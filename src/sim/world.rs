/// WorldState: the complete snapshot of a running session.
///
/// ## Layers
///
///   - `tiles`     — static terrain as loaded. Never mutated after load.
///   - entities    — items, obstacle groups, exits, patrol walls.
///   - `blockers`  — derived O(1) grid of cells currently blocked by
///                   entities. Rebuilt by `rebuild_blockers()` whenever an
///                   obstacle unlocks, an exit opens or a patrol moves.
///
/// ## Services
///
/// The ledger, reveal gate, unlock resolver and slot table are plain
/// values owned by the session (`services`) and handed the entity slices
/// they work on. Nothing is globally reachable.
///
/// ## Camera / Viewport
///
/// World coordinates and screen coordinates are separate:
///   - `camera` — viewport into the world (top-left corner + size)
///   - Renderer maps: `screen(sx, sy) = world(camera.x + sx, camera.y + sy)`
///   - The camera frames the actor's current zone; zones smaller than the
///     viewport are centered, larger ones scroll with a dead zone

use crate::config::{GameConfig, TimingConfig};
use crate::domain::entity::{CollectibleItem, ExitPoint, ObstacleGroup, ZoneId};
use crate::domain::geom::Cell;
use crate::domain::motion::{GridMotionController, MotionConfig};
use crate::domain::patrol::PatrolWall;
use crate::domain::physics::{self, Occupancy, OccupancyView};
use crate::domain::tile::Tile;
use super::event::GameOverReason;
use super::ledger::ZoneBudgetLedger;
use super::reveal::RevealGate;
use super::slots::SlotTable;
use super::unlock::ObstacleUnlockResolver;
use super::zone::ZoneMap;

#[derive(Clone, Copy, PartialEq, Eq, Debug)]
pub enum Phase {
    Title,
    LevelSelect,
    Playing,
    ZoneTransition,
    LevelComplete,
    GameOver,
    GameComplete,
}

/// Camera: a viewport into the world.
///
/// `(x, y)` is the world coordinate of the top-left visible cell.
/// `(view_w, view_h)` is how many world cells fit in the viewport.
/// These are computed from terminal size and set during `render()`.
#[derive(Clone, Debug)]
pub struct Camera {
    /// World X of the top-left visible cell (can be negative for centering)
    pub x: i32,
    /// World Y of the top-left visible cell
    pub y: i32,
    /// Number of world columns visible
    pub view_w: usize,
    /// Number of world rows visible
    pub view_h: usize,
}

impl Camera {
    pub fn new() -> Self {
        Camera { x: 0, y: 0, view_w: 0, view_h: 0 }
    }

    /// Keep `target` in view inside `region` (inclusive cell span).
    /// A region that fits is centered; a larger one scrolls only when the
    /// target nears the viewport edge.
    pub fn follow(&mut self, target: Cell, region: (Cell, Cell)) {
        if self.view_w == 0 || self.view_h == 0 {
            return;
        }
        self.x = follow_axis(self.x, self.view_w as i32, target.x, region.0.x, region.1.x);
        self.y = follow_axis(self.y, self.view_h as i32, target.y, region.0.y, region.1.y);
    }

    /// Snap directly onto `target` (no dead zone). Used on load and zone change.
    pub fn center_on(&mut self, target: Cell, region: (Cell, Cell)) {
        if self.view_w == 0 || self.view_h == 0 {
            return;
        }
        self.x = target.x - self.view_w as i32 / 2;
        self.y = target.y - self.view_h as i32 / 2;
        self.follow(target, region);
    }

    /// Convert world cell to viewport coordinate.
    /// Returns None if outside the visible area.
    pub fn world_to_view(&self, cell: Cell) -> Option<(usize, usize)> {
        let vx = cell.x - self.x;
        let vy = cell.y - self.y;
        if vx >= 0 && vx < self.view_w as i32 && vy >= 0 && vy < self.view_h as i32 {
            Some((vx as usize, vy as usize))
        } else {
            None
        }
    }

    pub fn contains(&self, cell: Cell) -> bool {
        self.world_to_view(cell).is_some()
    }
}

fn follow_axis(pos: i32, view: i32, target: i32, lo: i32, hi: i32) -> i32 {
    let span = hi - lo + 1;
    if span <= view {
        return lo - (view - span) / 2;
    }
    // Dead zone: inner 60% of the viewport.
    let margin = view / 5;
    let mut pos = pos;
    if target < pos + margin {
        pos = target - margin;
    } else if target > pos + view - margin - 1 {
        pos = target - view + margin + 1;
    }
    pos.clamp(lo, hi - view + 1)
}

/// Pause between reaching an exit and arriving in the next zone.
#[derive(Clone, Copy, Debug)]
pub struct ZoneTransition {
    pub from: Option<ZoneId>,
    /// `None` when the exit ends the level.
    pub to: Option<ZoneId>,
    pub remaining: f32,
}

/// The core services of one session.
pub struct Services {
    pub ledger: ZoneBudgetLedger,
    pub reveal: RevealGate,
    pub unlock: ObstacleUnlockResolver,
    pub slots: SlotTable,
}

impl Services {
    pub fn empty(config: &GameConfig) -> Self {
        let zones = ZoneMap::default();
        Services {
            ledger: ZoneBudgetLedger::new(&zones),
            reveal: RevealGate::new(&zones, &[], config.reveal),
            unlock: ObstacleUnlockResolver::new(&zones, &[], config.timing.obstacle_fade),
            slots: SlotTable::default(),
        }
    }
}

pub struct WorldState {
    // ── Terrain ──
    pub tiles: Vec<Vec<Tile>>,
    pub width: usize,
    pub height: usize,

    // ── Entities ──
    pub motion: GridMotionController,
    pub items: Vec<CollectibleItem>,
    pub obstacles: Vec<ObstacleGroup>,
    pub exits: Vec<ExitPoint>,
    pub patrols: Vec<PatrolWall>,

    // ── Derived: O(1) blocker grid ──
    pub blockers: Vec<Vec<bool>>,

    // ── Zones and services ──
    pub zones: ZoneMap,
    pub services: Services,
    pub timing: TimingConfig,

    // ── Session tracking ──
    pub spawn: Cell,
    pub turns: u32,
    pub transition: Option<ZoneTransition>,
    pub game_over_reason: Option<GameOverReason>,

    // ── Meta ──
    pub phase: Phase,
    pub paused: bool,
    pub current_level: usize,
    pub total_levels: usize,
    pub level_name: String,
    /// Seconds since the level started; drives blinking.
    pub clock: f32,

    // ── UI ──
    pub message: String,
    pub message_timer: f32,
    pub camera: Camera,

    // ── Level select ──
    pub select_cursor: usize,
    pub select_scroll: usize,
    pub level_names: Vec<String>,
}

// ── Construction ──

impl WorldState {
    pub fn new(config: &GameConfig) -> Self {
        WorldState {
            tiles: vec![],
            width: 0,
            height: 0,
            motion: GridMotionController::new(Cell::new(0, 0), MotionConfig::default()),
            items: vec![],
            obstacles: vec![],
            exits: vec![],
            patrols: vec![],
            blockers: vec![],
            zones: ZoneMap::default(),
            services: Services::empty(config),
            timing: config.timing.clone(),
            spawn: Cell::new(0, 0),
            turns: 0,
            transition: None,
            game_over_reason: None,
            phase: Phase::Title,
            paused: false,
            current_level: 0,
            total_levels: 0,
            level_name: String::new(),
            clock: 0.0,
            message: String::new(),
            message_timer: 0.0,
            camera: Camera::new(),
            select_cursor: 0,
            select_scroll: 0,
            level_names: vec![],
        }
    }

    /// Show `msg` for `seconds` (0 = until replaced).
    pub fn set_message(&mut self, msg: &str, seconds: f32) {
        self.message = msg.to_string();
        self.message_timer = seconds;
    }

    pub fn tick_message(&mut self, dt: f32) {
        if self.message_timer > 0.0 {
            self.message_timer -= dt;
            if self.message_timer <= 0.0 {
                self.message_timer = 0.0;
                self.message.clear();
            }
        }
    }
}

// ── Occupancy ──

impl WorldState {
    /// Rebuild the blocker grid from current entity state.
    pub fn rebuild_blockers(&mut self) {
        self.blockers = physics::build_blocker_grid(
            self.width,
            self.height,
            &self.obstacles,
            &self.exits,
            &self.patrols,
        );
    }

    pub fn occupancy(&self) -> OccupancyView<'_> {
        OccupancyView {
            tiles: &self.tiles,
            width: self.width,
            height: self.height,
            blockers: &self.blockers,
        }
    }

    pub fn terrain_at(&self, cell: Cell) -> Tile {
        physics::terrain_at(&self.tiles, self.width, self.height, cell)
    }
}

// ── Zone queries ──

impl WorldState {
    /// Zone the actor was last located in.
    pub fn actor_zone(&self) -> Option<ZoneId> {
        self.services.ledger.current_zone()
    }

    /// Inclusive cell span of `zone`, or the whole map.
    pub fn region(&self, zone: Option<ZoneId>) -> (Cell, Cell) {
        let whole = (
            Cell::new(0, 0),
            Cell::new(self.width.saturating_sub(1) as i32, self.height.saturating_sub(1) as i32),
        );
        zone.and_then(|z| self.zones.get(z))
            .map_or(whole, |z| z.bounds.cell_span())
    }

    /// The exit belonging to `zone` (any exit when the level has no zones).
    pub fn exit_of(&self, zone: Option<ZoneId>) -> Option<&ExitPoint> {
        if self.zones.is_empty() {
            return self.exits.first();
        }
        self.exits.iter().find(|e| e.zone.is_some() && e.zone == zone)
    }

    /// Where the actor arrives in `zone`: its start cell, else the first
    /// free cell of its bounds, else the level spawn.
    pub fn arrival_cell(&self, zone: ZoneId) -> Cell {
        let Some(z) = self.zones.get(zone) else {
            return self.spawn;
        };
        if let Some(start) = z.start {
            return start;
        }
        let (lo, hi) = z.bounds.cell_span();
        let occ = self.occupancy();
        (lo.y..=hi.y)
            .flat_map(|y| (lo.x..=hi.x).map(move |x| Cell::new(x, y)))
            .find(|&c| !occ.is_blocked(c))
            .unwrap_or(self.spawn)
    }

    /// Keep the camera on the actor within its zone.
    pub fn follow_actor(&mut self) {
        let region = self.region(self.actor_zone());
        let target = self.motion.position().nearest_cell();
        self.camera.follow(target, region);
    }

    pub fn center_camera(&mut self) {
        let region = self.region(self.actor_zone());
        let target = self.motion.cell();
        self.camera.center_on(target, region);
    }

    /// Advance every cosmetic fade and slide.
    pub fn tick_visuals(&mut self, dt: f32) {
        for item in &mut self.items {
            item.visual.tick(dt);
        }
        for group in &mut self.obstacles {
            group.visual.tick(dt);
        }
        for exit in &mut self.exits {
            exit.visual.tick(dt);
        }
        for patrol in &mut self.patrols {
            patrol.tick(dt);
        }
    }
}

Exercise: Return, line for line and unchanged, the data from its first line through the line containing "use super::slots::SlotTable;".

Output:
filename src/sim/world.rs
/// WorldState: the complete snapshot of a running session.
///
/// ## Layers
///
///   - `tiles`     — static terrain as loaded. Never mutated after load.
///   - entities    — items, obstacle groups, exits, patrol walls.
///   - `blockers`  — derived O(1) grid of cells currently blocked by
///                   entities. Rebuilt by `rebuild_blockers()` whenever an
///                   obstacle unlocks, an exit opens or a patrol moves.
///
/// ## Services
///
/// The ledger, reveal gate, unlock resolver and slot table are plain
/// values owned by the session (`services`) and handed the entity slices
/// they work on. Nothing is globally reachable.
///
/// ## Camera / Viewport
///
/// World coordinates and screen coordinates are separate:
///   - `camera` — viewport into the world (top-left corner + size)
///   - Renderer maps: `screen(sx, sy) = world(camera.x + sx, camera.y + sy)`
///   - The camera frames the actor's current zone; zones smaller than the
///     viewport are centered, larger ones scroll with a dead zone

use crate::config::{GameConfig, TimingConfig};
use crate::domain::entity::{CollectibleItem, ExitPoint, ObstacleGroup, ZoneId};
use crate::domain::geom::Cell;
use crate::domain::motion::{GridMotionController, MotionConfig};
use crate::domain::patrol::PatrolWall;
use crate::domain::physics::{self, Occupancy, OccupancyView};
use crate::domain::tile::Tile;
use super::event::GameOverReason;
use super::ledger::ZoneBudgetLedger;
use super::reveal::RevealGate;
use super::slots::SlotTable;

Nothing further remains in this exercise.